Leaving the college after a year, O'Brien headed to Wyoming and then to Colorado. Before long, he hooked up temporarily with a jug band, Ophelia's String Band. Meeting future Hot Rize bandmates Pete Wernick and Charles Sawtelle, O'Brien formed a bluegrass band, the Drifting Ramblers. Nick Forster, a guitar repairman at the Denver Folklore Center, soon joined the group as well. The band, however, soon drifted apart with O'Brien and Wernick going on to record solo albums. Assembling a new group to help promote the solo recordings, O'Brien, Wernick, Sawtelle, and Forster launched Hot Rize. The band remained together for 12 years. Although their initial sound was very traditional, Hot Rize continued to evolve in a more progressive direction. A popular highlight of Hot Rize's performances came when the four musicians left the stage, changed their clothes, and re-emerged as the Western honky tonk group Red Knuckles & the Trailblazers. The gag continued to grow with the offshoot band recording several albums on their own.

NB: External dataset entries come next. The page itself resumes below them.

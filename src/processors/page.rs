//! PDF processor.
//!
//! Each page's text is extracted and split into lines. A page that gets at
//! least one translated line has its content stream replaced by all of its
//! lines drawn in Helvetica from a fixed origin near the top-left corner.
//! Original layout, images and fonts are not reproduced.

use lopdf::content::{Content, Operation};
use lopdf::{dictionary, Document, Object, ObjectId};
use std::fmt;
use std::path::Path;
use tracing::{debug, warn};

use crate::core::errors::{Result, TranslationError};
use crate::core::models::{is_blank, TranslatableUnit};
use crate::processors::FormatAdapter;

/// Distance of the first baseline from the left and top edges, in points
const ORIGIN: i64 = 50;
const FONT_SIZE: i64 = 11;
const LEADING: i64 = 14;
/// Top edge of a US Letter page, used when a page has no resolvable MediaBox
const DEFAULT_PAGE_TOP: f32 = 792.0;

/// Page index and line index within the page's extracted text
#[derive(Debug, Clone, Copy, PartialEq, Eq)]
pub struct PageLocator {
    pub page: usize,
    pub line: usize,
}

impl fmt::Display for PageLocator {
    fn fmt(&self, f: &mut fmt::Formatter<'_>) -> fmt::Result {
        write!(f, "page {}, line {}", self.page + 1, self.line + 1)
    }
}

#[derive(Debug)]
struct PageText {
    id: ObjectId,
    lines: Vec<String>,
    dirty: bool,
}

pub struct PageDocument {
    pdf: Document,
    pages: Vec<PageText>,
}

impl fmt::Debug for PageDocument {
    fn fmt(&self, f: &mut fmt::Formatter<'_>) -> fmt::Result {
        f.debug_struct("PageDocument")
            .field("pages", &self.pages)
            .finish()
    }
}

#[derive(Debug, Clone, Copy, Default)]
pub struct PageProcessor;

fn number(obj: &Object) -> Option<f32> {
    match obj {
        Object::Integer(i) => Some(*i as f32),
        Object::Real(r) => Some(*r as f32),
        _ => None,
    }
}

/// Upper y coordinate of the page's MediaBox, following inherited attributes
fn page_top(pdf: &Document, page_id: ObjectId) -> f32 {
    let mut current = Some(page_id);
    // page trees are shallow; the bound guards against reference cycles
    for _ in 0..32 {
        let Some(id) = current else { break };
        let Ok(dict) = pdf.get_dictionary(id) else { break };

        if let Ok(Object::Array(mediabox)) = dict.get(b"MediaBox") {
            if let (Some(y0), Some(y1)) = (
                mediabox.get(1).and_then(number),
                mediabox.get(3).and_then(number),
            ) {
                return y0.max(y1);
            }
        }

        current = dict.get(b"Parent").and_then(|p| p.as_reference()).ok();
    }
    DEFAULT_PAGE_TOP
}

/// Helvetica with WinAnsi encoding covers Latin-1; anything else becomes `?`
fn encode_line(line: &str) -> Vec<u8> {
    line.chars()
        .map(|c| if (c as u32) < 256 { c as u32 as u8 } else { b'?' })
        .collect()
}

fn page_content(lines: &[String], page_top: f32) -> Result<Vec<u8>> {
    let baseline = page_top as i64 - ORIGIN;

    let mut operations = vec![
        Operation::new("BT", vec![]),
        Operation::new(
            "Tf",
            vec![Object::Name(b"F1".to_vec()), Object::Integer(FONT_SIZE)],
        ),
        Operation::new("TL", vec![Object::Integer(LEADING)]),
        Operation::new("Td", vec![Object::Integer(ORIGIN), Object::Integer(baseline)]),
    ];
    for line in lines {
        operations.push(Operation::new(
            "Tj",
            vec![Object::string_literal(encode_line(line))],
        ));
        operations.push(Operation::new("T*", vec![]));
    }
    operations.push(Operation::new("ET", vec![]));

    Ok(Content { operations }.encode()?)
}

impl FormatAdapter for PageProcessor {
    type Document = PageDocument;
    type Locator = PageLocator;

    fn parse(&self, path: &Path, bytes: Vec<u8>) -> Result<PageDocument> {
        let pdf = Document::load_mem(&bytes).map_err(|e| TranslationError::parse(path, e))?;

        let mut pages = Vec::new();
        for (number, id) in pdf.get_pages() {
            let text = pdf
                .extract_text(&[number])
                .map_err(|e| TranslationError::parse(path, e))?;
            let lines = text
                .split('\n')
                .map(|l| l.trim_end_matches('\r').to_string())
                .collect();
            pages.push(PageText {
                id,
                lines,
                dirty: false,
            });
        }

        debug!("Opened PDF with {} pages", pages.len());
        Ok(PageDocument { pdf, pages })
    }

    fn extract(&self, doc: &PageDocument) -> Vec<TranslatableUnit<PageLocator>> {
        let mut units = Vec::new();
        for (page_idx, page) in doc.pages.iter().enumerate() {
            for (line_idx, line) in page.lines.iter().enumerate() {
                if !is_blank(line) {
                    let locator = PageLocator {
                        page: page_idx,
                        line: line_idx,
                    };
                    units.push(TranslatableUnit::new(locator, line.clone()));
                }
            }
        }
        units
    }

    fn reinsert(&self, doc: &mut PageDocument, replacements: Vec<(PageLocator, String)>) -> Result<()> {
        for (locator, translation) in replacements {
            let Some(line) = doc
                .pages
                .get_mut(locator.page)
                .and_then(|page| {
                    page.dirty = true;
                    page.lines.get_mut(locator.line)
                })
            else {
                warn!("No line at {}, skipping", locator);
                continue;
            };
            *line = translation.replace(['\r', '\n'], " ");
        }
        Ok(())
    }

    fn serialize(&self, mut doc: PageDocument) -> Result<Vec<u8>> {
        let font_id = doc.pdf.add_object(dictionary! {
            "Type" => "Font",
            "Subtype" => "Type1",
            "BaseFont" => "Helvetica",
            "Encoding" => "WinAnsiEncoding",
        });

        for page in doc.pages.iter().filter(|p| p.dirty) {
            let top = page_top(&doc.pdf, page.id);
            let content = page_content(&page.lines, top)?;
            doc.pdf.change_page_content(page.id, content)?;

            let page_dict = doc.pdf.get_object_mut(page.id)?.as_dict_mut()?;
            page_dict.set(
                "Resources",
                dictionary! {
                    "Font" => dictionary! { "F1" => font_id },
                },
            );
        }

        let mut out = Vec::new();
        doc.pdf.save_to(&mut out)?;
        Ok(out)
    }
}

#[cfg(test)]
mod tests {
    use super::*;
    use crate::core::batch::BatchTranslator;
    use crate::core::provider::mock::UppercaseProvider;
    use crate::processors::process_file;
    use lopdf::Stream;
    use std::sync::Arc;
    use std::time::Duration;

    fn sample_pdf(lines: &[&str]) -> Vec<u8> {
        sample_pdf_with_box(lines, [0, 0, 595, 842])
    }

    fn sample_pdf_with_box(lines: &[&str], mediabox: [i64; 4]) -> Vec<u8> {
        let mut doc = Document::with_version("1.5");
        let pages_id = doc.new_object_id();
        let font_id = doc.add_object(dictionary! {
            "Type" => "Font",
            "Subtype" => "Type1",
            "BaseFont" => "Courier",
        });
        let resources_id = doc.add_object(dictionary! {
            "Font" => dictionary! { "F1" => font_id },
        });

        let mut operations = Vec::new();
        for (idx, line) in lines.iter().enumerate() {
            operations.push(Operation::new("BT", vec![]));
            operations.push(Operation::new("Tf", vec!["F1".into(), 12.into()]));
            operations.push(Operation::new(
                "Td",
                vec![100.into(), (700 - 20 * idx as i64).into()],
            ));
            operations.push(Operation::new("Tj", vec![Object::string_literal(*line)]));
            operations.push(Operation::new("ET", vec![]));
        }
        let content = Content { operations };
        let content_id = doc.add_object(Stream::new(dictionary! {}, content.encode().unwrap()));
        let page_id = doc.add_object(dictionary! {
            "Type" => "Page",
            "Parent" => pages_id,
            "Contents" => content_id,
        });
        let pages = dictionary! {
            "Type" => "Pages",
            "Kids" => vec![page_id.into()],
            "Count" => 1,
            "Resources" => resources_id,
            "MediaBox" => mediabox.iter().map(|&v| Object::Integer(v)).collect::<Vec<_>>(),
        };
        doc.objects.insert(pages_id, Object::Dictionary(pages));
        let catalog_id = doc.add_object(dictionary! {
            "Type" => "Catalog",
            "Pages" => pages_id,
        });
        doc.trailer.set("Root", catalog_id);

        let mut out = Vec::new();
        doc.save_to(&mut out).unwrap();
        out
    }

    fn shown_text(pdf: &Document, page_id: ObjectId) -> Vec<String> {
        let content = Content::decode(&pdf.get_page_content(page_id).unwrap()).unwrap();
        content
            .operations
            .iter()
            .filter(|op| op.operator == "Tj")
            .filter_map(|op| op.operands.first())
            .filter_map(|obj| obj.as_str().ok())
            .map(|bytes| String::from_utf8_lossy(bytes).into_owned())
            .collect()
    }

    #[test]
    fn test_extracts_lines_per_page() {
        let doc = PageProcessor
            .parse(Path::new("a.pdf"), sample_pdf(&["Hello", "World"]))
            .unwrap();
        let units = PageProcessor.extract(&doc);

        let texts: Vec<&str> = units.iter().map(|u| u.text.trim()).collect();
        assert!(texts.contains(&"Hello"));
        assert!(texts.contains(&"World"));
        assert!(units.iter().all(|u| u.locator.page == 0));
    }

    #[test]
    fn test_page_top_inherited_from_parent() {
        let doc = PageProcessor
            .parse(Path::new("a.pdf"), sample_pdf(&["x"]))
            .unwrap();
        assert_eq!(page_top(&doc.pdf, doc.pages[0].id), 842.0);
    }

    #[tokio::test]
    async fn test_baseline_follows_offset_mediabox() {
        let dir = tempfile::tempdir().unwrap();
        let path = dir.path().join("offset.pdf");
        std::fs::write(&path, sample_pdf_with_box(&["Hello"], [0, 100, 595, 942])).unwrap();

        let translator =
            BatchTranslator::new(Arc::new(UppercaseProvider), 20).with_chunk_delay(Duration::ZERO);
        process_file(&PageProcessor, &path, "id", &translator)
            .await
            .unwrap();

        let pdf = Document::load_mem(&std::fs::read(&path).unwrap()).unwrap();
        let page_id = *pdf.get_pages().values().next().unwrap();
        let content = Content::decode(&pdf.get_page_content(page_id).unwrap()).unwrap();
        let td = content
            .operations
            .iter()
            .find(|op| op.operator == "Td")
            .unwrap();
        assert_eq!(td.operands, vec![Object::Integer(ORIGIN), Object::Integer(892)]);
    }

    #[test]
    fn test_encode_line_replaces_unsupported_chars() {
        assert_eq!(encode_line("Café 日本"), vec![b'C', b'a', b'f', 0xe9, b' ', b'?', b'?']);
    }

    #[tokio::test]
    async fn test_rewrites_page_with_translated_lines() {
        let dir = tempfile::tempdir().unwrap();
        let path = dir.path().join("letter.pdf");
        std::fs::write(&path, sample_pdf(&["Hello", "World"])).unwrap();

        let translator =
            BatchTranslator::new(Arc::new(UppercaseProvider), 20).with_chunk_delay(Duration::ZERO);
        let report = process_file(&PageProcessor, &path, "id", &translator)
            .await
            .unwrap();
        assert!(report.replaced >= 2);

        let pdf = Document::load_mem(&std::fs::read(&path).unwrap()).unwrap();
        let page_id = *pdf.get_pages().values().next().unwrap();
        let shown = shown_text(&pdf, page_id).join("|");
        assert!(shown.contains("HELLO"));
        assert!(shown.contains("WORLD"));

        let page = pdf.get_dictionary(page_id).unwrap();
        let resources = page.get(b"Resources").unwrap().as_dict().unwrap();
        assert!(resources.get(b"Font").unwrap().as_dict().unwrap().has(b"F1"));
    }

    #[test]
    fn test_garbage_is_parse_error() {
        let err = PageProcessor
            .parse(Path::new("bad.pdf"), b"%PDF-nope".to_vec())
            .unwrap_err();
        assert!(err.is_parse_failure());
    }
}
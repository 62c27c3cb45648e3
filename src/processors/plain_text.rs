//! Plain text processor: one unit per line

use std::path::Path;

use crate::core::errors::{Result, TranslationError};
use crate::core::models::TranslatableUnit;
use crate::processors::FormatAdapter;

/// A line without its terminator
#[derive(Debug, Clone, PartialEq, Eq)]
pub struct Line {
    pub text: String,
    /// Line ended with `\r\n`
    pub crlf: bool,
}

#[derive(Debug, Clone, Copy, Default)]
pub struct PlainTextProcessor;

impl FormatAdapter for PlainTextProcessor {
    type Document = Vec<Line>;
    type Locator = usize;

    fn parse(&self, path: &Path, bytes: Vec<u8>) -> Result<Vec<Line>> {
        let content = String::from_utf8(bytes).map_err(|e| TranslationError::parse(path, e))?;

        Ok(content
            .split('\n')
            .map(|raw| match raw.strip_suffix('\r') {
                Some(text) => Line {
                    text: text.to_string(),
                    crlf: true,
                },
                None => Line {
                    text: raw.to_string(),
                    crlf: false,
                },
            })
            .collect())
    }

    fn extract(&self, doc: &Vec<Line>) -> Vec<TranslatableUnit<usize>> {
        doc.iter()
            .enumerate()
            .map(|(idx, line)| TranslatableUnit::new(idx, line.text.clone()))
            .collect()
    }

    fn reinsert(&self, doc: &mut Vec<Line>, replacements: Vec<(usize, String)>) -> Result<()> {
        for (idx, translation) in replacements {
            if let Some(line) = doc.get_mut(idx) {
                // a translation must not split one line into several
                line.text = translation.replace(['\r', '\n'], " ");
            }
        }
        Ok(())
    }

    fn serialize(&self, doc: Vec<Line>) -> Result<Vec<u8>> {
        let joined = doc
            .into_iter()
            .map(|line| {
                if line.crlf {
                    format!("{}\r", line.text)
                } else {
                    line.text
                }
            })
            .collect::<Vec<_>>()
            .join("\n");
        Ok(joined.into_bytes())
    }
}
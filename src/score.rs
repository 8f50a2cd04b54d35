use std::collections::{BTreeMap, BTreeSet};

use log::{debug, info};
use rayon::prelude::*;
use rustc_hash::FxHashSet;
use serde::Serialize;

use crate::annotation::Annotation;
use crate::breakpoints::{BreakendIdx, BreakendSet};
use crate::merge::{BreakendRecord, RecordSet};

#[derive(Debug, Clone, PartialEq, Serialize)]
pub struct TranscriptScore {
    pub tx_name: String,
    /// distinct breakpoint pairs supporting a junction of the transcript
    pub supported: usize,
    /// exon count - 1
    pub expected: usize,
    pub score: f64,
}

impl TranscriptScore {
    pub fn new(tx_name: &str, supported: usize, expected: usize) -> Self {
        let score = if expected == 0 {
            0.0
        } else {
            (supported as f64 / expected as f64).min(1.0)
        };
        TranscriptScore {
            tx_name: tx_name.to_string(),
            supported,
            expected,
            score,
        }
    }

    pub fn passes(&self, minscore: f64) -> bool {
        self.score >= minscore
    }
}

/// Scores of all transcripts seen in the junction records, by name.
#[derive(Debug, Clone, Default, PartialEq, Serialize)]
pub struct ScoreTable {
    pub scores: BTreeMap<String, TranscriptScore>,
}

impl ScoreTable {
    pub fn get(&self, tx_name: &str) -> Option<&TranscriptScore> {
        self.scores.get(tx_name)
    }

    pub fn len(&self) -> usize {
        self.scores.len()
    }

    pub fn is_empty(&self) -> bool {
        self.scores.is_empty()
    }

    pub fn iter(&self) -> impl Iterator<Item = &TranscriptScore> {
        self.scores.values()
    }

    /// names of transcripts scoring at least `minscore`
    pub fn passing(&self, minscore: f64) -> FxHashSet<String> {
        self.scores
            .values()
            .filter(|s| s.passes(minscore))
            .map(|s| s.tx_name.clone())
            .collect()
    }
}

/// Score each transcript of the junction records by the fraction of its
/// expected junctions that are supported by distinct breakpoint pairs.
pub fn score_transcripts(
    junctions: &RecordSet,
    breakends: &BreakendSet,
    annotation: &Annotation,
) -> ScoreTable {
    let tx_names: Vec<String> = junctions.tx_names().into_iter().collect();

    let scores: Vec<TranscriptScore> = tx_names
        .par_iter()
        .map(|tx| {
            let pairs: BTreeSet<(BreakendIdx, BreakendIdx)> = junctions
                .iter()
                .filter(|record| record.tx_names.contains(tx))
                .map(|record| breakends.pair_key(record.breakend))
                .collect();
            let score = TranscriptScore::new(tx, pairs.len(), annotation.expected_junctions(tx));
            debug!(
                "{}: {} of {} junctions supported, score {:.3}",
                tx, score.supported, score.expected, score.score
            );
            score
        })
        .collect();

    ScoreTable {
        scores: scores
            .into_iter()
            .map(|s| (s.tx_name.clone(), s))
            .collect(),
    }
}

/// Narrow junction records to passing transcripts; records left without any
/// transcript are dropped.
pub fn filter_junctions(junctions: RecordSet, passing: &FxHashSet<String>) -> RecordSet {
    let before = junctions.len();
    let kept: RecordSet = junctions
        .into_records()
        .into_iter()
        .filter_map(|mut record| {
            record.tx_names.retain(|tx| passing.contains(tx));
            (!record.tx_names.is_empty()).then_some(record)
        })
        .collect();
    info!(
        "{} of {} junction records pass the transcript score filter",
        kept.len(),
        before
    );
    kept
}

/// An insertion-site record flagged with the transcripts that also carry a
/// validated junction.
#[derive(Debug, Clone, PartialEq, Eq, Serialize)]
pub struct InsertionSite {
    pub record: BreakendRecord,
    pub tx_validated: BTreeMap<String, bool>,
    pub junction_validated: bool,
}

impl InsertionSite {
    pub fn flag(record: BreakendRecord, passing: &FxHashSet<String>) -> Self {
        let tx_validated: BTreeMap<String, bool> = record
            .tx_names
            .iter()
            .map(|tx| (tx.clone(), passing.contains(tx)))
            .collect();
        let junction_validated = tx_validated.values().any(|v| *v);
        InsertionSite {
            record,
            tx_validated,
            junction_validated,
        }
    }
}

pub fn flag_insertions(insertions: RecordSet, passing: &FxHashSet<String>) -> Vec<InsertionSite> {
    let sites: Vec<InsertionSite> = insertions
        .into_records()
        .into_iter()
        .map(|record| InsertionSite::flag(record, passing))
        .collect();
    info!(
        "{} insertion-site records: {} junction validated, {} without exon hits",
        sites.len(),
        sites.iter().filter(|s| s.junction_validated).count(),
        sites.iter().filter(|s| !s.record.is_annotated()).count()
    );
    sites
}
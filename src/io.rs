use std::fs::File;
use std::io::{BufRead, BufReader};
use std::path::Path;

use anyhow::{anyhow, Context, Result};
use flate2::read::MultiGzDecoder;
use indexmap::IndexMap;
use log::info;

use crate::annotation::{Annotation, Exon};
use crate::breakpoints::{Breakend, BreakendSet, Strand};
use crate::constants::MISSING_FIELD;
use crate::utils::is_gz_path;

/// Line reader over a plain or gzip file, chosen by the `.gz` suffix.
pub struct TableReader {
    file_name: String,
    inner: Box<dyn BufRead>,
}

impl TableReader {
    pub fn new<P: AsRef<Path>>(path: P) -> Result<Self> {
        let path = path.as_ref();
        let file =
            File::open(path).with_context(|| format!("Failed to open {}", path.display()))?;
        let inner: Box<dyn BufRead> = if is_gz_path(path) {
            Box::new(BufReader::new(MultiGzDecoder::new(file)))
        } else {
            Box::new(BufReader::new(file))
        };
        Ok(TableReader {
            file_name: path.display().to_string(),
            inner,
        })
    }

    pub fn from_reader<R: BufRead + 'static>(name: &str, reader: R) -> Self {
        TableReader {
            file_name: name.to_string(),
            inner: Box::new(reader),
        }
    }

    /// Non-empty, non-comment lines with their 1-based line number.
    pub fn data_lines(self) -> impl Iterator<Item = Result<(usize, String)>> {
        let file_name = self.file_name;
        self.inner
            .lines()
            .enumerate()
            .filter_map(move |(i, line)| match line {
                Ok(line) => {
                    let trimmed = line.trim_end_matches('\r');
                    if trimmed.is_empty() || trimmed.starts_with('#') {
                        None
                    } else {
                        Some(Ok((i + 1, trimmed.to_string())))
                    }
                }
                Err(e) => Some(Err(anyhow!("Failed to read {}: {}", file_name, e))),
            })
    }
}

/// `id  chrom  pos  strand  partner_id`
pub fn read_breakends(reader: TableReader) -> Result<BreakendSet> {
    let name = reader.file_name.clone();
    let mut breakends = Vec::new();
    for line in reader.data_lines() {
        let (lineno, line) = line?;
        let bnd = Breakend::parse_tsv_line(&line)
            .with_context(|| format!("{}:{}: malformed breakend row", name, lineno))?;
        breakends.push(bnd);
    }
    info!("Read {} breakends from {}", breakends.len(), name);
    BreakendSet::new(breakends).with_context(|| format!("Invalid breakends in {}", name))
}

pub fn read_breakends_file<P: AsRef<Path>>(path: P) -> Result<BreakendSet> {
    read_breakends(TableReader::new(path)?)
}

/// One row of the exon table: an exon in one transcript.
#[derive(Debug, Clone, PartialEq)]
pub struct ExonRow {
    pub chrom: String,
    pub start: u64,
    pub end: u64,
    pub strand: Strand,
    pub exon_id: String,
    pub tx_name: String,
    pub gene_id: String,
    pub gene_symbol: Option<String>,
}

impl ExonRow {
    /// `chrom  start  end  strand  exon_id  transcript_name  gene_id  gene_symbol`
    pub fn parse_tsv_line(s: &str) -> Result<Self> {
        let parts: Vec<&str> = s.split('\t').map(str::trim).collect();
        if parts.len() < 8 {
            return Err(anyhow!(
                "Expected 8 columns in exon row, found {}",
                parts.len()
            ));
        }
        let optional = |v: &str| -> Option<String> {
            if v.is_empty() || v == MISSING_FIELD {
                None
            } else {
                Some(v.to_string())
            }
        };

        Ok(ExonRow {
            chrom: parts[0].to_string(),
            start: parts[1]
                .parse()
                .with_context(|| format!("Invalid exon start '{}'", parts[1]))?,
            end: parts[2]
                .parse()
                .with_context(|| format!("Invalid exon end '{}'", parts[2]))?,
            strand: parts[3].parse()?,
            exon_id: parts[4].to_string(),
            tx_name: parts[5].to_string(),
            gene_id: optional(parts[6]).unwrap_or_default(),
            gene_symbol: optional(parts[7]),
        })
    }
}

/// Build the annotation snapshot from exon rows; rows of the same exon in
/// different transcripts collapse into one exon.
pub fn read_annotation(reader: TableReader) -> Result<Annotation> {
    let name = reader.file_name.clone();
    let mut exons: IndexMap<(String, String, u64, u64), Exon> = IndexMap::new();
    let mut symbols: IndexMap<String, String> = IndexMap::new();
    let mut rows = 0usize;

    for line in reader.data_lines() {
        let (lineno, line) = line?;
        let row = ExonRow::parse_tsv_line(&line)
            .with_context(|| format!("{}:{}: malformed exon row", name, lineno))?;
        rows += 1;

        if let Some(symbol) = row.gene_symbol.as_ref() {
            if !row.gene_id.is_empty() {
                symbols.insert(row.gene_id.clone(), symbol.clone());
            }
        }

        let key = (row.exon_id.clone(), row.chrom.clone(), row.start, row.end);
        let exon = exons.entry(key).or_insert_with(|| Exon {
            exon_id: row.exon_id.clone(),
            chrom: row.chrom.clone(),
            start: row.start,
            end: row.end,
            strand: row.strand,
            gene_id: row.gene_id.clone(),
            tx_names: Vec::new(),
        });
        if !exon.tx_names.contains(&row.tx_name) {
            exon.tx_names.push(row.tx_name);
        }
    }

    info!(
        "Read {} exon rows ({} exons, {} gene symbols) from {}",
        rows,
        exons.len(),
        symbols.len(),
        name
    );

    Annotation::new(
        exons.into_values().collect(),
        Vec::new(),
        symbols.into_iter().collect(),
    )
    .with_context(|| format!("Invalid annotation in {}", name))
}

pub fn read_annotation_file<P: AsRef<Path>>(path: P) -> Result<Annotation> {
    read_annotation(TableReader::new(path)?)
}
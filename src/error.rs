use std::fmt;
use std::num::ParseIntError;

#[derive(Debug)]
pub enum RtError {
    ParseInt(ParseIntError),
    InvalidInput(String),
    Inconsistent(String),
}

impl fmt::Display for RtError {
    fn fmt(&self, f: &mut fmt::Formatter<'_>) -> fmt::Result {
        match self {
            RtError::ParseInt(err) => write!(f, "Parse int error: {}", err),
            RtError::InvalidInput(msg) => write!(f, "InvalidInput: {}", msg),
            RtError::Inconsistent(msg) => write!(f, "Internal inconsistency: {}", msg),
        }
    }
}

impl std::error::Error for RtError {}

impl From<ParseIntError> for RtError {
    fn from(err: ParseIntError) -> RtError {
        RtError::ParseInt(err)
    }
}

pub type RtResult<T> = std::result::Result<T, RtError>;

#[cfg(test)]
mod tests {
    use super::*;

    #[test]
    fn test_parse_int_converts() {
        fn pos(s: &str) -> RtResult<u64> {
            Ok(s.parse::<u64>()?)
        }
        assert!(matches!(pos("12x"), Err(RtError::ParseInt(_))));
        assert_eq!(pos("12").unwrap(), 12);
    }

    #[test]
    fn test_display() {
        let err = RtError::Inconsistent("partner missing".to_string());
        assert_eq!(err.to_string(), "Internal inconsistency: partner missing");
    }
}
pub mod detect;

In addition to his work with those aforementioned bands, O'Brien joined with his sister, Mollie, to record an album of old-timey country songs: 1988's Take Me Back. The two have since collaborated on several other albums. While performing at the Summerlights Festival in Nashville, he also met country music songstress Kathy Mattea. When Mattea subsequently had hits with her covers of his songs "Untold Stories" and "Walk the Way the Wind Blows," O'Brien announced that he was leaving Hot Rize to seek his fortune as a songwriter.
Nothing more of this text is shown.